The President’s strange priorities

Charles Krauthammer sums up a number of the things we’ve been reflecting on over these last days, as the administration makes one clueless move after another:

A $14 trillion economy hangs by a thread composed of (a) a comically cynical, pitchfork-wielding Congress, (b) a hopelessly understaffed, stumbling Obama administration, and (c) $165 million. That’s $165 million in bonus money handed out to AIG…

in the scheme of things, $165 million is a rounding error. It amounts to less than 1/18,500 of the $3.1 trillion federal budget. It’s less than one-tenth of 1 percent of the bailout money given to AIG alone. If Bill Gates were to pay these AIG bonuses every year for the next 100 years, he’d still be left with more than half his personal fortune.

For this we are going to poison the well for any further financial rescues, face the prospect of letting AIG go under (which would make the Lehman Brothers collapse look trivial) and risk a run on the entire world financial system?…

there is such a thing as law. The way to break a contract legally is Chapter 11. Short of that, a contract is a contract. The AIG bonuses were agreed to before the government takeover and are perfectly legal. Is the rule now that when public anger is kindled, Congress summarily cancels contracts?
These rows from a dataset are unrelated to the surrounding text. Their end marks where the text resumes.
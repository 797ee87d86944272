//! Per-area practice statistics

use serde::{Deserialize, Serialize};

use lingo_records::{RecordKey, RecordStore};

use crate::area::StudyArea;
use crate::Result;

#[derive(Debug, Clone, Copy, Default, PartialEq, Serialize, Deserialize)]
#[serde(rename_all = "camelCase")]
pub struct AreaStatistics {
    /// Sessions started
    #[serde(default)]
    pub total: u32,
    /// Sessions finished with a score
    #[serde(default)]
    pub completed: u32,
    #[serde(default)]
    pub average_score: f64,
}

impl AreaStatistics {
    pub fn record_attempt(&mut self) {
        self.total += 1;
    }

    /// Fold one finished session's score into the running average.
    pub fn record_completion(&mut self, score: f64) {
        self.completed += 1;
        if self.total < self.completed {
            self.total = self.completed;
        }
        let n = self.completed as f64;
        self.average_score += (score - self.average_score) / n;
    }
}

#[derive(Debug, Clone, Copy, Default, PartialEq, Serialize, Deserialize)]
pub struct SubjectStatistics {
    #[serde(default)]
    pub speaking: AreaStatistics,
    #[serde(default)]
    pub writing: AreaStatistics,
    #[serde(default)]
    pub reading: AreaStatistics,
}

impl SubjectStatistics {
    pub fn area(&self, area: StudyArea) -> &AreaStatistics {
        match area {
            StudyArea::Speaking => &self.speaking,
            StudyArea::Writing => &self.writing,
            StudyArea::Reading => &self.reading,
        }
    }

    pub fn area_mut(&mut self, area: StudyArea) -> &mut AreaStatistics {
        match area {
            StudyArea::Speaking => &mut self.speaking,
            StudyArea::Writing => &mut self.writing,
            StudyArea::Reading => &mut self.reading,
        }
    }
}

pub struct StatisticsStore {
    store: RecordStore,
}

impl StatisticsStore {
    pub fn new(store: RecordStore) -> Self {
        Self { store }
    }

    pub fn get(&self) -> Result<SubjectStatistics> {
        Ok(self.store.read_or_default(RecordKey::SubjectStatistics)?)
    }

    pub fn record_attempt(&self, area: StudyArea) -> Result<SubjectStatistics> {
        Ok(self.store.update(
            RecordKey::SubjectStatistics,
            SubjectStatistics::default(),
            |stats: &mut SubjectStatistics| stats.area_mut(area).record_attempt(),
        )?)
    }

    pub fn record_session(&self, area: StudyArea, score: f64) -> Result<SubjectStatistics> {
        let stats = self.store.update(
            RecordKey::SubjectStatistics,
            SubjectStatistics::default(),
            |stats: &mut SubjectStatistics| stats.area_mut(area).record_completion(score),
        )?;

        tracing::debug!(
            area = %area,
            completed = stats.area(area).completed,
            average = stats.area(area).average_score,
            "Recorded practice session"
        );

        Ok(stats)
    }
}

impl Clone for StatisticsStore {
    fn clone(&self) -> Self {
        Self {
            store: self.store.clone(),
        }
    }
}

#[cfg(test)]
mod tests {
    use super::*;
    use crate::test_support::memory_store;

    #[test]
    fn test_running_average() {
        let mut stats = AreaStatistics::default();
        stats.record_completion(80.0);
        stats.record_completion(60.0);
        stats.record_completion(100.0);

        assert_eq!(stats.completed, 3);
        assert_eq!(stats.total, 3);
        assert!((stats.average_score - 80.0).abs() < 1e-9);
    }

    #[test]
    fn test_attempts_and_completions_persist() {
        let statistics = StatisticsStore::new(memory_store());

        statistics.record_attempt(StudyArea::Writing).unwrap();
        statistics.record_attempt(StudyArea::Writing).unwrap();
        let stats = statistics.record_session(StudyArea::Writing, 70.0).unwrap();

        assert_eq!(stats.writing.total, 2);
        assert_eq!(stats.writing.completed, 1);
        assert_eq!(stats.speaking, AreaStatistics::default());
        assert_eq!(statistics.get().unwrap(), stats);
    }

    #[test]
    fn test_shape() {
        let json = serde_json::to_value(SubjectStatistics::default()).unwrap();
        assert_eq!(json["reading"]["averageScore"], 0.0);
    }
}
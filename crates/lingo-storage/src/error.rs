//! Storage error types

use thiserror::Error;

#[derive(Error, Debug)]
pub enum StorageError {
    #[error("SQLite error: {0}")]
    Sqlite(#[from] rusqlite::Error),

    #[error("I/O error: {0}")]
    Io(#[from] std::io::Error),

    #[error("Storage quota exceeded: {used} of {quota} bytes used, write needs {requested}")]
    QuotaExceeded {
        quota: usize,
        used: usize,
        requested: usize,
    },
}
Even worse are the clever schemes now being cooked up in Congress to retrieve the money by means of some retroactive confiscatory tax. The common law is pretty clear about the impermissibility of ex post facto legislation and bills of attainder. They also happen to be specifically prohibited by the Constitution. We’re going to overturn that for $165 million?

Nor has the president behaved much better. He too has been out there trying to lead the mob. But it’s a losing game…It is time for the president to state the obvious: This recession is not caused by excessive executive compensation in government-controlled companies. The economy has been sinking because of a lack of credit, stemming from a general lack of confidence, stemming from the lack of a plan to detoxify the major lending institutions…Obama has been strangely passive about this single greatest threat to the country.

Instead, President Obama is on Jay Leno, allowing his his teleprompter to make rookie errors for which he has to apologize. When it comes to this administration, where’s the beef?

5 Responses to “The President’s strange priorities”

  1. gs Says:

    I recanted my vote for Obama upon learning his intention to make wounded veterans pay for their care with private health insurance. (More here.)

    More disgusting than the Lewinsky scandal, afaic.

    Retraction of the plan was too reluctant to make a difference to me.

  2. OriginalFrank Says:

    That should be “Where’s the Wagyu beef?”

  3. gs Says:

    A transcript of the Leno appearnance is here. Fairness requires me to (reluctantly) acknowledge that there was more to it than the Special Olympics gaffe.

  4. David/California Says:

    I was amused to note more than half the $165 million was paid to foreigners residing overseas. The Pelosi Clown Posse aims high and shoots itself in the butt again. I guess Oba-Urkel doesn’t understand some other components of the Constitution.

  5. feeblemind Says:

    Over at the blog The View From 1776, proprietor Thomas Brewton has a post titled ‘Publicly Berating Bankers and Businessmen has Consequences’. What is interesting about the post is some quotes he has from FDR who referred to businessmen and investors as ‘economic royalists’, ‘priveleged princes’ and ‘economic dictators’. Roosevelt could lead the pitchforks and torches mob as adeptly as Obama. Recall how well that turned out.